Önce günümüz gazeteciliğini ve gazetecilerini mercek altına alıyorlar ve şu saptamaları yapıyorlar: Basında sansür 20-30 yıl öncesine göre daha az ama otosansür daha yaygınlaştı. Otosansür de bazı haberleri veya olayları görmezlikten gelmeden değil, tüm gazetecilerin aynı şekilde düşünüp aynı refleksi vermelerinden kaynaklanıyor. Yani tüm gazetelerin yazı işlerini tek tip düşünen gazeteciler oluşturuyor. "Oysa" diyorlar, "Bir gazeteci meslektaşlarıyla ilgili değerlendirmesinde güven ve kuşku kriterlerini bir arada barındırmak zorunluluğunu duymalı."

"Bekçi köpeği" görevi
Sonra gazeteciliğin hiç unutulmaması gerektiğini vurguladıkları "Olmazsa olmaz" ilkelerini hatırlatıyorlar. En önemlilerini sayalım:
"Haber, bir kavgadır."
"Haberdeki gerçekler yorumlardan çok daha güçlüdür."
"Bilgi esastır ve somuttur. Çünkü kamusal bir şeyi ancak bilgi etkiler. Görüş ya da yorum ise sübjektif, göreceli ve soyuttur."

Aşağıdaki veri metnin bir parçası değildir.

use std::net::SocketAddr;

use tracing::{debug, error, info, warn};
use tracing_subscriber::{EnvFilter, layer::SubscriberExt, util::SubscriberInitExt};

use route_server::catalog::{SnapshotCache, SnapshotConfig, StationCatalog};
use route_server::config::AppConfig;
use route_server::feeds::{FeedClient, FeedConfig};
use route_server::mapbox::{MapboxClient, MapboxConfig};
use route_server::reach::{CachedEstimator, DistanceEstimator, EstimatorCacheConfig, IsochroneOracle};
use route_server::route::RouteBuilder;
use route_server::web::{AppState, create_router};

fn init_logging() {
    let filter =
        EnvFilter::try_from_default_env().unwrap_or_else(|_| EnvFilter::new("route_server=info"));

    tracing_subscriber::registry()
        .with(filter)
        .with(tracing_subscriber::fmt::layer().with_target(false).compact())
        .init();
}

#[tokio::main]
async fn main() {
    init_logging();

    let config = AppConfig::from_env().expect("Invalid configuration");

    // Mapbox client, shared by the oracle and the directions endpoint
    let mut mapbox_config = MapboxConfig::new(&config.mapbox_api_key);
    if let Some(profile) = &config.mapbox_profile {
        mapbox_config = mapbox_config.with_profile(profile);
    }
    if let Some(n) = config.mapbox_max_concurrent {
        mapbox_config = mapbox_config.with_max_concurrent(n);
    }
    let mapbox = MapboxClient::new(mapbox_config).expect("Failed to create Mapbox client");

    // Station feeds
    let mut feed_config = FeedConfig::new();
    if let Some(url) = &config.provider_a_url {
        feed_config = feed_config.with_provider_a_url(url);
    }
    if let Some(url) = &config.provider_b_url {
        feed_config = feed_config.with_provider_b_url(url);
    }
    if let Some(key) = &config.provider_b_api_key {
        feed_config = feed_config.with_provider_b_api_key(key);
    }
    let feed_client = FeedClient::new(feed_config).expect("Failed to create feed client");
    if !feed_client.has_provider_b() {
        warn!("PROVIDER_B_URL not set, using provider A stations only");
    }

    let snapshot = config
        .snapshot_path
        .as_ref()
        .map(|path| SnapshotCache::new(SnapshotConfig::new(path)));

    // Fetch stations (fail fast if neither the feeds nor a snapshot are usable)
    info!("fetching stations");
    let catalog = StationCatalog::fetch(feed_client, snapshot)
        .await
        .expect("Failed to load stations");
    info!(stations = catalog.len().await, "station catalog ready");

    // Route builder over the cached isochrone estimator
    let oracle = IsochroneOracle::new(mapbox.clone());
    let estimator = CachedEstimator::new(
        DistanceEstimator::new(oracle),
        &EstimatorCacheConfig::default(),
    );
    let route = RouteBuilder::new(estimator, config.route.clone());

    let state = AppState::new(catalog, route, mapbox);

    // Spawn background task to refresh the catalog, dropping cached
    // estimates whenever the station set is replaced
    let refresh_state = state.clone();
    let refresh_interval = config.refresh_interval;
    tokio::spawn(async move {
        let mut interval = tokio::time::interval(refresh_interval);
        interval.tick().await; // First tick is immediate, skip it
        loop {
            interval.tick().await;
            match refresh_state.catalog.refresh().await {
                Ok(_) => {
                    let estimator = refresh_state.route.estimator();
                    debug!(
                        entries = estimator.cache_entry_count(),
                        "dropping cached budget estimates"
                    );
                    estimator.invalidate_cache();
                }
                Err(e) => {
                    error!(error = %e, "station refresh failed, keeping previous stations");
                }
            }
        }
    });

    let app = create_router(state);

    let addr = SocketAddr::from(([127, 0, 0, 1], config.port));
    let listener = tokio::net::TcpListener::bind(addr)
        .await
        .expect("Failed to bind listener");
    info!(
        %addr,
        budget = %config.route.budget_limit,
        removal_policy = ?config.route.removal_policy,
        "route server listening"
    );

    axum::serve(listener, app).await.expect("Server error");
}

"Gazeteciler, gerçeğin bekçi köpeğidir. Gerçekler saptırılmak istendiğinde, o bekçi köpeği işleviyle kamuoyunu alarma geçirir."

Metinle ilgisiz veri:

//! Route policy configuration.

use std::str::FromStr;

use crate::domain::ReachabilityBudget;

/// Whether removing a station re-checks the adjacency it creates.
#[derive(Debug, Clone, Copy, Default, PartialEq, Eq)]
pub enum RemovalPolicy {
    /// The budget is only checked when a pair is formed by appending.
    /// Removing a middle station may leave a pair that exceeds it.
    #[default]
    Soft,

    /// Removing a middle station is rejected if its neighbours would end up
    /// further apart than the budget.
    Revalidate,
}

/// Error returned when parsing an unknown removal policy.
#[derive(Debug, Clone, PartialEq, Eq, thiserror::Error)]
#[error("unknown removal policy {0:?}: expected \"soft\" or \"revalidate\"")]
pub struct InvalidRemovalPolicy(String);

impl FromStr for RemovalPolicy {
    type Err = InvalidRemovalPolicy;

    fn from_str(s: &str) -> Result<Self, Self::Err> {
        match s.trim().to_ascii_lowercase().as_str() {
            "soft" => Ok(RemovalPolicy::Soft),
            "revalidate" => Ok(RemovalPolicy::Revalidate),
            _ => Err(InvalidRemovalPolicy(s.to_string())),
        }
    }
}

/// Configuration parameters for a route.
#[derive(Debug, Clone)]
pub struct RouteConfig {
    /// Maximum budget allowed between consecutive stops.
    pub budget_limit: ReachabilityBudget,

    /// How removals treat the adjacency they create.
    pub removal_policy: RemovalPolicy,
}

impl RouteConfig {
    pub fn new(budget_limit: ReachabilityBudget, removal_policy: RemovalPolicy) -> Self {
        Self {
            budget_limit,
            removal_policy,
        }
    }

    /// Set the budget limit.
    pub fn with_budget_limit(mut self, budget_limit: ReachabilityBudget) -> Self {
        self.budget_limit = budget_limit;
        self
    }

    /// Set the removal policy.
    pub fn with_removal_policy(mut self, removal_policy: RemovalPolicy) -> Self {
        self.removal_policy = removal_policy;
        self
    }
}

impl Default for RouteConfig {
    fn default() -> Self {
        Self {
            budget_limit: ReachabilityBudget::DEFAULT_POLICY,
            removal_policy: RemovalPolicy::Soft,
        }
    }
}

Ve çerçeveyi böylece çizdikten sonra yanıtlarını veriyorlar: Evet, gazetecilere güvenilmeli.
Ama koşullu olarak: Onların her anlamda özgür olmaları veya özgürlüklerini korumaları için toplumsal baskı hiçbir zaman hafifletilmemeli. Zira, "Gazetecinin özgürlüğü, toplumun özgürlüğüdür."

Üç Fransız meslektaşımızın tespitleri ve önerileri Türkiye için de geçerli. Hatta fazlasıyla geçerli. Neden?

Çünkü, mesleğin ruhu olan "Objektiflik" Türk medyasında Batı'dakinden daha fazla örselendi.
Çünkü, mesleğin ana sermayesi olan "Gerçek" Türk medyasında Batı'dakinden daha fazla eridi.
Çünkü, mesleğin güvencesi olan özgürlük ve bağımsızlık, Türk medyasında Batı'dakinden daha fazla tartışılır duruma geldi.

"Özgürlük" ile gazetecilerin kafalarının özgürlüğünü, "Bağımsızlık" ile de gazetecilerin mesleği icra ederken "Etik" kuralları dışında hiçbir engelle karşılaşmamalarını, hiçbir engele takılmamalarını, daha önemlisi kendilerine hiçbir engel koymamalarını kastediyorum.
Ancak o zaman Anayasa'da sayılan üç erkin yetki alanlarına tecavüz etmeden kamusal görevimizi yerine getirebiliriz. Ancak o zaman "Dördüncü güç" sayılabiliriz.
Ve ancak o zaman toplumun özgürlüğünün "Bekçi köpeği" olabiliriz.
SABAH'ta işte bunları yapmaya çalışıyorum.
Ve "Bize güvenin" diyorum.
Sağlıklı ve mutlu bir hafta dileğimle...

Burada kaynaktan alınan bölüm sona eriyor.